Presidente Lula deve fazer lançamento oficial nesta sexta-feira (1º)

O que se sabe sobre o Desenrola 2.0? Confira como usar FGTS para quitar dívidas

O programa para pagamento de dívidas do Governo Federal ‘Desenrola 2.0’ deve possibilitar a descontos de até 90% e uso do saldo do FGTS (Fundo de Garantia por Tempo de Serviço). O presidente Luiz Inácio Lula da Silva (PT) deve realizar o lançamento oficial do programa nesta sexta-feira (1º), Dia do Trabalhador. Os detalhes técnicos, porém, deve ser divulgados apenas na próxima segunda-feira (4).

 

No entanto, o que se sabe até o momento é que o Desenrola 2.0 deve, inicialmente, beneficiar famílias com renda mensal de até cinco salários mínimos, cerca de R$ 8.105. Segundo dados do Banco Central, o endividamento das famílias bateu recorde ao atingir 49,9% da renda em fevereiro deste ano.

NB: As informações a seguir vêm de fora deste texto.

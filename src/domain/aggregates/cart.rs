//! Cart Aggregate

use serde::{Deserialize, Serialize};
use crate::domain::aggregates::product::{Product, ProductSnapshot};
use crate::domain::events::{CartEvent, DomainEvent};
use crate::domain::value_objects::{Money, ProductId, Quantity};

#[derive(Clone, Debug, PartialEq, Serialize, Deserialize)]
pub struct CartEntry {
    pub product_id: ProductId,
    pub quantity: Quantity,
    #[serde(default)]
    pub product: Option<ProductSnapshot>,
}

impl CartEntry {
    pub fn new(product_id: ProductId, quantity: Quantity, product: Option<ProductSnapshot>) -> Self {
        Self { product_id, quantity, product }
    }

    /// Snapshot price times quantity; zero when no snapshot is cached.
    pub fn line_total(&self) -> Money {
        self.product.as_ref().map(|p| p.price.multiply(self.quantity.value())).unwrap_or(Money::ZERO)
    }
}

#[derive(Clone, Copy, Debug, PartialEq, Eq, Serialize, Deserialize)]
#[serde(rename_all = "snake_case")]
pub enum CartState {
    Empty,
    NonEmpty,
}

/// At most one entry per product, kept in insertion order.
#[derive(Clone, Debug, Default)]
pub struct Cart {
    entries: Vec<CartEntry>,
    events: Vec<DomainEvent>,
}

impl Cart {
    pub fn new() -> Self { Self::default() }

    /// Builds a cart from entries of unknown origin. Repeated product ids are
    /// merged by summing their quantities; the first snapshot wins.
    pub fn from_entries(entries: impl IntoIterator<Item = CartEntry>) -> Self {
        let mut cart = Self::new();
        for entry in entries {
            match cart.position(&entry.product_id) {
                Some(idx) => {
                    let existing = &mut cart.entries[idx];
                    existing.quantity = existing.quantity.add(entry.quantity);
                    if existing.product.is_none() {
                        existing.product = entry.product;
                    }
                }
                None => cart.entries.push(entry),
            }
        }
        cart
    }

    pub fn entries(&self) -> &[CartEntry] { &self.entries }
    pub fn get(&self, product_id: &ProductId) -> Option<&CartEntry> {
        self.entries.iter().find(|e| &e.product_id == product_id)
    }
    pub fn len(&self) -> usize { self.entries.len() }
    pub fn is_empty(&self) -> bool { self.entries.is_empty() }

    pub fn state(&self) -> CartState {
        if self.is_empty() { CartState::Empty } else { CartState::NonEmpty }
    }

    /// Sums into an existing entry, otherwise appends a new one carrying the snapshot.
    pub fn add(&mut self, product_id: ProductId, quantity: Quantity, snapshot: Option<ProductSnapshot>) {
        let total = match self.position(&product_id) {
            Some(idx) => {
                let existing = &mut self.entries[idx];
                existing.quantity = existing.quantity.add(quantity);
                if snapshot.is_some() {
                    existing.product = snapshot;
                }
                existing.quantity
            }
            None => {
                self.entries.push(CartEntry::new(product_id.clone(), quantity, snapshot));
                quantity
            }
        };
        self.raise_event(DomainEvent::Cart(CartEvent::ItemAdded { product_id, quantity: total.value() }));
    }

    pub fn add_product(&mut self, product: &Product, quantity: Quantity) {
        self.add(product.id.clone(), quantity, Some(product.snapshot()));
    }

    /// Sets the quantity of an existing entry. Zero or below removes it.
    /// Returns `false` when the product is not in the cart.
    pub fn update_quantity(&mut self, product_id: &ProductId, quantity: i64) -> bool {
        let Some(idx) = self.position(product_id) else { return false };
        match Quantity::new(quantity) {
            Some(q) => {
                self.entries[idx].quantity = q;
                self.raise_event(DomainEvent::Cart(CartEvent::QuantityChanged {
                    product_id: product_id.clone(),
                    quantity: q.value(),
                }));
            }
            None => {
                self.entries.remove(idx);
                self.raise_event(DomainEvent::Cart(CartEvent::ItemRemoved { product_id: product_id.clone() }));
            }
        }
        true
    }

    pub fn remove(&mut self, product_id: &ProductId) -> bool {
        let Some(idx) = self.position(product_id) else { return false };
        self.entries.remove(idx);
        self.raise_event(DomainEvent::Cart(CartEvent::ItemRemoved { product_id: product_id.clone() }));
        true
    }

    pub fn refresh_snapshot(&mut self, product: &Product) -> bool {
        let Some(idx) = self.position(&product.id) else { return false };
        self.entries[idx].product = Some(product.snapshot());
        self.raise_event(DomainEvent::Cart(CartEvent::SnapshotRefreshed { product_id: product.id.clone() }));
        true
    }

    pub fn clear(&mut self) {
        self.entries.clear();
        self.raise_event(DomainEvent::Cart(CartEvent::Cleared));
    }

    pub fn total(&self) -> Money { self.entries.iter().map(CartEntry::line_total).sum() }
    pub fn count(&self) -> u64 { self.entries.iter().map(|e| u64::from(e.quantity.value())).sum() }

    pub fn take_events(&mut self) -> Vec<DomainEvent> { std::mem::take(&mut self.events) }
    fn raise_event(&mut self, e: DomainEvent) { self.events.push(e); }
    fn position(&self, product_id: &ProductId) -> Option<usize> {
        self.entries.iter().position(|e| &e.product_id == product_id)
    }
}
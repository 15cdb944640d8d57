//! Order Aggregate

use chrono::{DateTime, Utc};
use serde::{Deserialize, Serialize};
use validator::{Validate, ValidationError};
use crate::domain::value_objects::{is_bd_mobile, Money, ProductId};

/// One line of a submitted order, priced from the catalog at submission time.
#[derive(Clone, Debug, PartialEq, Serialize, Deserialize)]
pub struct OrderItem {
    pub product_id: ProductId,
    pub product_name: String,
    pub quantity: u32,
    pub price: Money,
}

impl OrderItem {
    pub fn line_total(&self) -> Money { self.price.multiply(self.quantity) }
}

#[derive(Clone, Copy, Debug, Default, PartialEq, Eq, Serialize, Deserialize)]
#[serde(rename_all = "lowercase")]
pub enum OrderStatus { #[default] Pending, Processing, Delivered, Cancelled }

#[derive(Clone, Copy, Debug, Default, PartialEq, Eq, Serialize, Deserialize)]
#[serde(rename_all = "lowercase")]
pub enum PaymentMethod { #[default] Cod, Bkash, Nagad }

impl PaymentMethod {
    pub fn label(&self) -> &'static str {
        match self {
            Self::Cod => "Cash on Delivery",
            Self::Bkash => "bKash",
            Self::Nagad => "Nagad",
        }
    }

    pub fn is_wallet(&self) -> bool { !matches!(self, Self::Cod) }
}

/// Sender details for a bKash or Nagad payment.
#[derive(Clone, Debug, Default, PartialEq, Eq, Serialize, Deserialize)]
pub struct WalletPayment {
    pub sender_number: String,
    #[serde(default)]
    pub transaction_id: Option<String>,
}

#[derive(Clone, Debug, Default, PartialEq, Eq, Serialize, Deserialize, Validate)]
pub struct ShippingDetails {
    #[validate(custom = "not_blank")]
    pub address: String,
    #[validate(custom = "not_blank")]
    pub city: String,
    #[validate(custom = "bd_mobile")]
    pub phone: String,
}

impl ShippingDetails {
    pub fn trimmed(&self) -> Self {
        Self {
            address: self.address.trim().to_string(),
            city: self.city.trim().to_string(),
            phone: self.phone.trim().to_string(),
        }
    }
}

#[derive(Clone, Debug, PartialEq, Eq, Serialize, Deserialize)]
#[serde(tag = "kind", rename_all = "lowercase")]
pub enum Customer {
    Registered { user_id: String },
    Guest { name: String, phone: String },
}

impl Customer {
    pub fn is_guest(&self) -> bool { matches!(self, Self::Guest { .. }) }
}

/// Order as handed to the backend for insertion.
#[derive(Clone, Debug, PartialEq, Serialize, Deserialize)]
pub struct NewOrder {
    pub customer: Customer,
    pub items: Vec<OrderItem>,
    pub total: Money,
    pub status: OrderStatus,
    pub payment_method: PaymentMethod,
    pub shipping_address: String,
    pub shipping_city: String,
    pub shipping_phone: String,
    pub notes: Option<String>,
}

/// Order record returned by the backend.
#[derive(Clone, Debug, PartialEq, Serialize, Deserialize)]
pub struct Order {
    pub id: String,
    #[serde(flatten)]
    pub details: NewOrder,
    pub created_at: DateTime<Utc>,
}

impl Order {
    /// First eight characters of the id, upper-cased, as shown on the confirmation screen.
    pub fn short_id(&self) -> String {
        self.id.chars().take(8).collect::<String>().to_uppercase()
    }
}

/// Joins the shopper's notes with the wallet payment reference.
pub fn compose_notes(notes: Option<&str>, method: PaymentMethod, wallet: Option<&WalletPayment>) -> Option<String> {
    let payment = match (method.is_wallet(), wallet) {
        (true, Some(w)) => {
            let mut s = format!("{}: {}", method.label(), w.sender_number.trim());
            if let Some(txn) = w.transaction_id.as_deref().map(str::trim).filter(|t| !t.is_empty()) {
                s.push_str(&format!(", TxnID: {txn}"));
            }
            Some(s)
        }
        _ => None,
    };
    let parts: Vec<String> = notes
        .map(str::trim)
        .filter(|n| !n.is_empty())
        .map(str::to_string)
        .into_iter()
        .chain(payment)
        .collect();
    if parts.is_empty() { None } else { Some(parts.join(" | ")) }
}

/// Notes for a single-product "buy now" order:
/// `<notes> | Payment: <label> | Sender: <number> | TxnID: <id>`.
/// Cash-on-delivery orders carry only the shopper's notes.
pub fn compose_direct_notes(notes: Option<&str>, method: PaymentMethod, wallet: Option<&WalletPayment>) -> Option<String> {
    let notes = notes.map(str::trim).filter(|n| !n.is_empty());
    let wallet = match (method.is_wallet(), wallet) {
        (true, Some(w)) => w,
        _ => return notes.map(str::to_string),
    };
    let mut parts: Vec<String> = notes.map(str::to_string).into_iter().collect();
    parts.push(format!("Payment: {}", method.label()));
    parts.push(format!("Sender: {}", wallet.sender_number.trim()));
    parts.push(format!("TxnID: {}", wallet.transaction_id.as_deref().map(str::trim).unwrap_or_default()));
    Some(parts.join(" | "))
}

fn not_blank(value: &str) -> Result<(), ValidationError> {
    if value.trim().is_empty() { Err(ValidationError::new("required")) } else { Ok(()) }
}

fn bd_mobile(value: &str) -> Result<(), ValidationError> {
    if is_bd_mobile(value) { Ok(()) } else { Err(ValidationError::new("bd_mobile")) }
}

O objetivo da proposta é fomentar o combate ao endividamento dos brasileiros.

Em um segundo momento, microempreendedores individuais e pequenas empresas também devem ser contemplados no programa. As negociações serão realizadas diretamente com os bancos e podem garantir descontos de até 90%.


 

Como será o uso do FGTS?
A princípio, os novos financiamentos devem ter juros menores que 2% ao mês, além da possibilidade do uso do FGTS. Porém, a utilização do saldo para quitar os débitos deve ser limitado em 20% do total. Conforme o ministro do Trabalho e Emprego, devem ser liberados cerca de R$ 4,5 bilhões do fundo.

Em Campo Grande, os cidadãos divergiram nas opiniões sobre a utilização do FGTS para pagar as dívidas. A proposta prevê renegociação de dívidas de cartão de crédito, cheque especial e crédito pessoal com mais de três meses de atraso. Vale lembrar que a medida será voluntária, e não obrigará o devedor a utilizar o saldo.

Desenrola 1.0 já beneficiou cerca de 15 milhões de brasileiros
A primeira versão do programa renegociou cerca de R$ 53 bilhões de dívidas para 15 milhões de brasileiros. Ele foi implementado entre 2023 e 2024, no terceiro mandato de Lula, e envolveu desembolso de R$ 1,7 bilhão da União em garantia. Mesmo assim, os índices de endividamento seguiram em alta.